use std::collections::BTreeMap;
use std::path::Path;

use crate::config::ConfigError;

/// Secrets lookup: a parsed `.env` file first, then the process environment.
#[derive(Clone, Default)]
pub struct Env {
    pub dotenv: BTreeMap<String, String>,
}

impl std::fmt::Debug for Env {
    fn fmt(&self, f: &mut std::fmt::Formatter<'_>) -> std::fmt::Result {
        f.debug_struct("Env")
            .field("dotenv_keys", &self.dotenv.keys().collect::<Vec<_>>())
            .finish()
    }
}

impl Env {
    pub fn parse_dotenv(contents: &str) -> Self {
        Self {
            dotenv: parse_dotenv(contents),
        }
    }

    pub async fn load(path: &Path) -> Result<Self, ConfigError> {
        let contents =
            tokio::fs::read_to_string(path)
                .await
                .map_err(|source| ConfigError::Io {
                    path: path.to_path_buf(),
                    source,
                })?;
        let env = Self::parse_dotenv(&contents);
        tracing::debug!(path = %path.display(), keys = env.dotenv.len(), "loaded dotenv");
        Ok(env)
    }

    pub fn with_var(mut self, key: impl Into<String>, value: impl Into<String>) -> Self {
        self.dotenv.insert(key.into(), value.into());
        self
    }

    /// Blank values count as unset in both sources.
    pub fn get(&self, key: &str) -> Option<String> {
        self.dotenv
            .get(key)
            .cloned()
            .or_else(|| std::env::var(key).ok())
            .filter(|value| !value.trim().is_empty())
    }
}

fn unquote(value: &str) -> Option<&str> {
    ['"', '\'']
        .into_iter()
        .find_map(|quote| value.strip_prefix(quote)?.strip_suffix(quote))
}

/// `KEY=value` with an optional `export ` prefix. Unquoted values end at ` #`.
fn parse_line(line: &str) -> Option<(&str, String)> {
    let line = line.trim();
    if line.starts_with('#') {
        return None;
    }
    let line = line.strip_prefix("export ").map(str::trim_start).unwrap_or(line);
    let (key, raw) = line.split_once('=')?;
    let key = key.trim();
    if key.is_empty() || key.contains(char::is_whitespace) {
        return None;
    }

    let raw = raw.trim();
    let value = match unquote(raw) {
        Some(inner) => inner,
        None => raw.split_once(" #").map_or(raw, |(head, _)| head).trim_end(),
    };
    (!value.trim().is_empty()).then(|| (key, value.to_string()))
}

/// Parses `.env` contents; later assignments override earlier ones.
pub fn parse_dotenv(contents: &str) -> BTreeMap<String, String> {
    contents
        .lines()
        .filter_map(parse_line)
        .map(|(key, value)| (key.to_string(), value))
        .collect()
}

## PROBLEM DETAILS
Copy the records above, keeping every word the same.

## ANSWER TO THIS EXERCISE
use std::collections::BTreeMap;
use std::path::Path;

use crate::config::ConfigError;

/// Secrets lookup: a parsed `.env` file first, then the process environment.
#[derive(Clone, Default)]
pub struct Env {
    pub dotenv: BTreeMap<String, String>,
}

impl std::fmt::Debug for Env {
    fn fmt(&self, f: &mut std::fmt::Formatter<'_>) -> std::fmt::Result {
        f.debug_struct("Env")
            .field("dotenv_keys", &self.dotenv.keys().collect::<Vec<_>>())
            .finish()
    }
}

impl Env {
    pub fn parse_dotenv(contents: &str) -> Self {
        Self {
            dotenv: parse_dotenv(contents),
        }
    }

    pub async fn load(path: &Path) -> Result<Self, ConfigError> {
        let contents =
            tokio::fs::read_to_string(path)
                .await
                .map_err(|source| ConfigError::Io {
                    path: path.to_path_buf(),
                    source,
                })?;
        let env = Self::parse_dotenv(&contents);
        tracing::debug!(path = %path.display(), keys = env.dotenv.len(), "loaded dotenv");
        Ok(env)
    }

    pub fn with_var(mut self, key: impl Into<String>, value: impl Into<String>) -> Self {
        self.dotenv.insert(key.into(), value.into());
        self
    }

    /// Blank values count as unset in both sources.
    pub fn get(&self, key: &str) -> Option<String> {
        self.dotenv
            .get(key)
            .cloned()
            .or_else(|| std::env::var(key).ok())
            .filter(|value| !value.trim().is_empty())
    }
}

fn unquote(value: &str) -> Option<&str> {
    ['"', '\'']
        .into_iter()
        .find_map(|quote| value.strip_prefix(quote)?.strip_suffix(quote))
}

/// `KEY=value` with an optional `export ` prefix. Unquoted values end at ` #`.
fn parse_line(line: &str) -> Option<(&str, String)> {
    let line = line.trim();
    if line.starts_with('#') {
        return None;
    }
    let line = line.strip_prefix("export ").map(str::trim_start).unwrap_or(line);
    let (key, raw) = line.split_once('=')?;
    let key = key.trim();
    if key.is_empty() || key.contains(char::is_whitespace) {
        return None;
    }

    let raw = raw.trim();
    let value = match unquote(raw) {
        Some(inner) => inner,
        None => raw.split_once(" #").map_or(raw, |(head, _)| head).trim_end(),
    };
    (!value.trim().is_empty()).then(|| (key, value.to_string()))
}

/// Parses `.env` contents; later assignments override earlier ones.
pub fn parse_dotenv(contents: &str) -> BTreeMap<String, String> {
    contents
        .lines()
        .filter_map(parse_line)
        .map(|(key, value)| (key.to_string(), value))
        .collect()
}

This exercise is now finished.